■ **Task to carry out**
Up through the line that contains "bits 32..40 and", retype the entries exactly, beginning at the very first line.

══════

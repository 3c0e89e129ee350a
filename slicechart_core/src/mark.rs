// Copyright 2025 the Slicechart Authors
// SPDX-License-Identifier: Apache-2.0 OR MIT

//! Marks and their builder.

use alloc::string::String;

use kurbo::{BezPath, Point, Rect, Shape};
use peniko::color::palette::css;
use peniko::{Brush, Color};

use crate::Tooltip;

/// Stable identity for a mark within one rendered chart.
///
/// Guide marks pack `(guide, role, index)` into disjoint bit fields below
/// [`MarkId::POINT_NAMESPACE`]; per-point marks live above it. Two marks get
/// the same id only if all of their components are equal.
#[derive(Clone, Copy, Debug, PartialEq, Eq, Hash, PartialOrd, Ord)]
pub struct MarkId(pub u64);

impl MarkId {
    /// First id used for per-point marks.
    pub const POINT_NAMESPACE: u64 = 1 << 62;

    /// Wraps a raw id.
    pub const fn from_raw(raw: u64) -> Self {
        Self(raw)
    }

    /// Id of the `index`-th mark playing `role` in the guide `guide`.
    ///
    /// `guide` occupies bits 40..56, `role` bits 32..40 and `index` the low
    /// 32 bits.
    pub fn for_guide(guide: u16, role: u8, index: usize) -> Self {
        Self((u64::from(guide) << 40) | (u64::from(role) << 32) | (index as u64 & 0xFFFF_FFFF))
    }

    /// Id of the `point`-th point of the series at `rank` (after sorting).
    pub fn for_point(rank: usize, point: usize) -> Self {
        Self(Self::POINT_NAMESPACE | ((rank as u64) << 24) | (point as u64 & 0xFF_FFFF))
    }
}

/// Horizontal anchoring of a text mark relative to its position.
#[derive(Clone, Copy, Debug, PartialEq, Eq, Hash)]
pub enum TextAnchor {
    /// Text starts at the position.
    Start,
    /// Text is centred on the position.
    Middle,
    /// Text ends at the position.
    End,
}

/// Vertical anchoring of a text mark relative to its position.
#[derive(Clone, Copy, Debug, PartialEq, Eq, Hash)]
pub enum TextBaseline {
    /// Position is the vertical middle of the line.
    Middle,
    /// Position is the alphabetic baseline.
    Alphabetic,
    /// Position is the top of the line.
    Hanging,
}

/// The primitive shape kind of a mark.
#[derive(Clone, Copy, Debug, PartialEq, Eq, Hash)]
pub enum MarkKind {
    /// Axis-aligned rectangle.
    Rect,
    /// Arbitrary filled and/or stroked path.
    Path,
    /// Single line of text.
    Text,
}

/// A filled rectangle.
#[derive(Clone, Debug, PartialEq)]
pub struct RectMark {
    /// Geometry in surface coordinates.
    pub rect: Rect,
    /// Fill paint.
    pub fill: Brush,
}

/// A path with independent fill and stroke.
#[derive(Clone, Debug, PartialEq)]
pub struct PathMark {
    /// Geometry in surface coordinates.
    pub path: BezPath,
    /// Fill paint; transparent for pure strokes.
    pub fill: Brush,
    /// Stroke paint.
    pub stroke: Brush,
    /// Stroke width; `0.0` disables the stroke.
    pub stroke_width: f64,
}

/// A line of unshaped text.
#[derive(Clone, Debug, PartialEq)]
pub struct TextMark {
    /// Anchor position.
    pub pos: Point,
    /// Content.
    pub text: String,
    /// Font size in surface units.
    pub font_size: f64,
    /// Rotation about `pos`, in degrees.
    pub angle: f64,
    /// Horizontal anchoring.
    pub anchor: TextAnchor,
    /// Vertical anchoring.
    pub baseline: TextBaseline,
    /// Fill paint.
    pub fill: Brush,
}

/// The geometry and paint of a mark.
#[derive(Clone, Debug, PartialEq)]
pub enum MarkPayload {
    /// See [`RectMark`].
    Rect(RectMark),
    /// See [`PathMark`].
    Path(PathMark),
    /// See [`TextMark`].
    Text(TextMark),
}

impl MarkPayload {
    /// Geometric bounds, if known without text measurement.
    pub fn bounds(&self) -> Option<Rect> {
        match self {
            Self::Rect(r) => Some(r.rect),
            Self::Path(p) => Some(p.path.bounding_box()),
            Self::Text(_) => None,
        }
    }
}

/// One drawable primitive.
#[derive(Clone, Debug, PartialEq)]
pub struct Mark {
    /// Stable identity.
    pub id: MarkId,
    /// Paint order; lower draws first, ties broken by `id`.
    pub z_index: i32,
    /// Optional semantic class, emitted as e.g. an SVG `class` attribute.
    pub class: Option<&'static str>,
    /// Optional hover text.
    pub tooltip: Option<Tooltip>,
    /// Geometry and paint.
    pub payload: MarkPayload,
}

impl Mark {
    /// Starts building a mark with the given id.
    pub fn builder(id: MarkId) -> MarkBuilder {
        MarkBuilder {
            id,
            z_index: 0,
            class: None,
            tooltip: None,
        }
    }

    /// The primitive kind.
    pub fn kind(&self) -> MarkKind {
        match self.payload {
            MarkPayload::Rect(_) => MarkKind::Rect,
            MarkPayload::Path(_) => MarkKind::Path,
            MarkPayload::Text(_) => MarkKind::Text,
        }
    }

    /// Text content, for text marks.
    pub fn text(&self) -> Option<&str> {
        match &self.payload {
            MarkPayload::Text(t) => Some(&t.text),
            _ => None,
        }
    }

    /// Geometric bounds, if known without text measurement.
    pub fn bounds(&self) -> Option<Rect> {
        self.payload.bounds()
    }
}

/// Common mark attributes; pick a shape with [`rect`](Self::rect),
/// [`path`](Self::path) or [`text`](Self::text).
#[derive(Clone, Debug)]
pub struct MarkBuilder {
    id: MarkId,
    z_index: i32,
    class: Option<&'static str>,
    tooltip: Option<Tooltip>,
}

impl MarkBuilder {
    /// Sets the paint order.
    #[must_use]
    pub fn z_index(mut self, z_index: i32) -> Self {
        self.z_index = z_index;
        self
    }

    /// Sets the semantic class.
    #[must_use]
    pub fn class(mut self, class: &'static str) -> Self {
        self.class = Some(class);
        self
    }

    /// Attaches hover text.
    #[must_use]
    pub fn tooltip(mut self, tooltip: Tooltip) -> Self {
        self.tooltip = Some(tooltip);
        self
    }

    /// A rectangle, filled black until told otherwise.
    pub fn rect(self, rect: Rect) -> RectBuilder {
        RectBuilder {
            base: self,
            mark: RectMark {
                rect,
                fill: Brush::Solid(css::BLACK),
            },
        }
    }

    /// A path, unfilled with a 1px black stroke until told otherwise.
    pub fn path(self, path: BezPath) -> PathBuilder {
        PathBuilder {
            base: self,
            mark: PathMark {
                path,
                fill: Brush::Solid(Color::TRANSPARENT),
                stroke: Brush::Solid(css::BLACK),
                stroke_width: 1.0,
            },
        }
    }

    /// A text line at `pos`, 12px black, start-anchored on its middle.
    pub fn text(self, pos: impl Into<Point>, text: impl Into<String>) -> TextBuilder {
        TextBuilder {
            base: self,
            mark: TextMark {
                pos: pos.into(),
                text: text.into(),
                font_size: 12.0,
                angle: 0.0,
                anchor: TextAnchor::Start,
                baseline: TextBaseline::Middle,
                fill: Brush::Solid(css::BLACK),
            },
        }
    }

    fn finish(self, payload: MarkPayload) -> Mark {
        Mark {
            id: self.id,
            z_index: self.z_index,
            class: self.class,
            tooltip: self.tooltip,
            payload,
        }
    }
}

/// Builder for [`RectMark`]s.
#[derive(Clone, Debug)]
pub struct RectBuilder {
    base: MarkBuilder,
    mark: RectMark,
}

impl RectBuilder {
    /// Sets the fill paint.
    #[must_use]
    pub fn fill_brush(mut self, fill: impl Into<Brush>) -> Self {
        self.mark.fill = fill.into();
        self
    }

    /// Finishes the mark.
    pub fn build(self) -> Mark {
        self.base.finish(MarkPayload::Rect(self.mark))
    }
}

/// Builder for [`PathMark`]s.
#[derive(Clone, Debug)]
pub struct PathBuilder {
    base: MarkBuilder,
    mark: PathMark,
}

impl PathBuilder {
    /// Sets the fill paint.
    #[must_use]
    pub fn fill_brush(mut self, fill: impl Into<Brush>) -> Self {
        self.mark.fill = fill.into();
        self
    }

    /// Sets the stroke paint.
    #[must_use]
    pub fn stroke_brush(mut self, stroke: impl Into<Brush>) -> Self {
        self.mark.stroke = stroke.into();
        self
    }

    /// Sets the stroke width.
    #[must_use]
    pub fn stroke_width(mut self, stroke_width: f64) -> Self {
        self.mark.stroke_width = stroke_width;
        self
    }

    /// Finishes the mark.
    pub fn build(self) -> Mark {
        self.base.finish(MarkPayload::Path(self.mark))
    }
}

/// Builder for [`TextMark`]s.
#[derive(Clone, Debug)]
pub struct TextBuilder {
    base: MarkBuilder,
    mark: TextMark,
}

impl TextBuilder {
    /// Sets the font size.
    #[must_use]
    pub fn font_size(mut self, font_size: f64) -> Self {
        self.mark.font_size = font_size;
        self
    }

    /// Sets the rotation in degrees.
    #[must_use]
    pub fn angle(mut self, angle: f64) -> Self {
        self.mark.angle = angle;
        self
    }

    /// Sets horizontal anchoring.
    #[must_use]
    pub fn anchor(mut self, anchor: TextAnchor) -> Self {
        self.mark.anchor = anchor;
        self
    }

    /// Sets vertical anchoring.
    #[must_use]
    pub fn baseline(mut self, baseline: TextBaseline) -> Self {
        self.mark.baseline = baseline;
        self
    }

    /// Sets the fill paint.
    #[must_use]
    pub fn fill_brush(mut self, fill: impl Into<Brush>) -> Self {
        self.mark.fill = fill.into();
        self
    }

    /// Finishes the mark.
    pub fn build(self) -> Mark {
        self.base.finish(MarkPayload::Text(self.mark))
    }
}

#[cfg(test)]
mod tests {
    use super::*;

    #[test]
    fn point_ids_do_not_collide_with_guide_ids() {
        let a = MarkId::for_point(0, 0);
        let b = MarkId::for_point(0, 1);
        let c = MarkId::for_point(1, 0);
        assert!(a.0 >= MarkId::POINT_NAMESPACE);
        assert_ne!(a, b);
        assert_ne!(a, c);
        assert_ne!(b, c);
    }

    #[test]
    fn guide_ids_keep_roles_apart_past_large_indices() {
        let tick = MarkId::for_guide(1, 1, 1000);
        let label = MarkId::for_guide(1, 2, 0);
        assert_ne!(tick, label);
        assert_ne!(MarkId::for_guide(1, 0, 70_000), MarkId::for_guide(2, 0, 0));
        assert!(MarkId::for_guide(u16::MAX, u8::MAX, usize::MAX).0 < MarkId::POINT_NAMESPACE);
    }

    #[test]
    fn builder_carries_common_attributes() {
        let m = Mark::builder(MarkId::from_raw(7))
            .z_index(3)
            .class("point")
            .tooltip(Tooltip::new().with_field("value", "1"))
            .rect(Rect::new(0.0, 0.0, 2.0, 4.0))
            .build();
        assert_eq!(m.kind(), MarkKind::Rect);
        assert_eq!(m.z_index, 3);
        assert_eq!(m.class, Some("point"));
        assert_eq!(m.bounds(), Some(Rect::new(0.0, 0.0, 2.0, 4.0)));
        assert!(m.tooltip.is_some());
    }

    #[test]
    fn text_marks_have_no_intrinsic_bounds() {
        let m = Mark::builder(MarkId::from_raw(1))
            .text((1.0, 2.0), "hi")
            .anchor(TextAnchor::Middle)
            .build();
        assert_eq!(m.kind(), MarkKind::Text);
        assert_eq!(m.text(), Some("hi"));
        assert!(m.bounds().is_none());
    }
}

══════

■ **Problem solution**
repository 3c0e89e129ee350a
filename slicechart_core/src/mark.rs
// Copyright 2025 the Slicechart Authors
// SPDX-License-Identifier: Apache-2.0 OR MIT

//! Marks and their builder.

use alloc::string::String;

use kurbo::{BezPath, Point, Rect, Shape};
use peniko::color::palette::css;
use peniko::{Brush, Color};

use crate::Tooltip;

/// Stable identity for a mark within one rendered chart.
///
/// Guide marks pack `(guide, role, index)` into disjoint bit fields below
/// [`MarkId::POINT_NAMESPACE`]; per-point marks live above it. Two marks get
/// the same id only if all of their components are equal.
#[derive(Clone, Copy, Debug, PartialEq, Eq, Hash, PartialOrd, Ord)]
pub struct MarkId(pub u64);

impl MarkId {
    /// First id used for per-point marks.
    pub const POINT_NAMESPACE: u64 = 1 << 62;

    /// Wraps a raw id.
    pub const fn from_raw(raw: u64) -> Self {
        Self(raw)
    }

    /// Id of the `index`-th mark playing `role` in the guide `guide`.
    ///
    /// `guide` occupies bits 40..56, `role` bits 32..40 and `index` the low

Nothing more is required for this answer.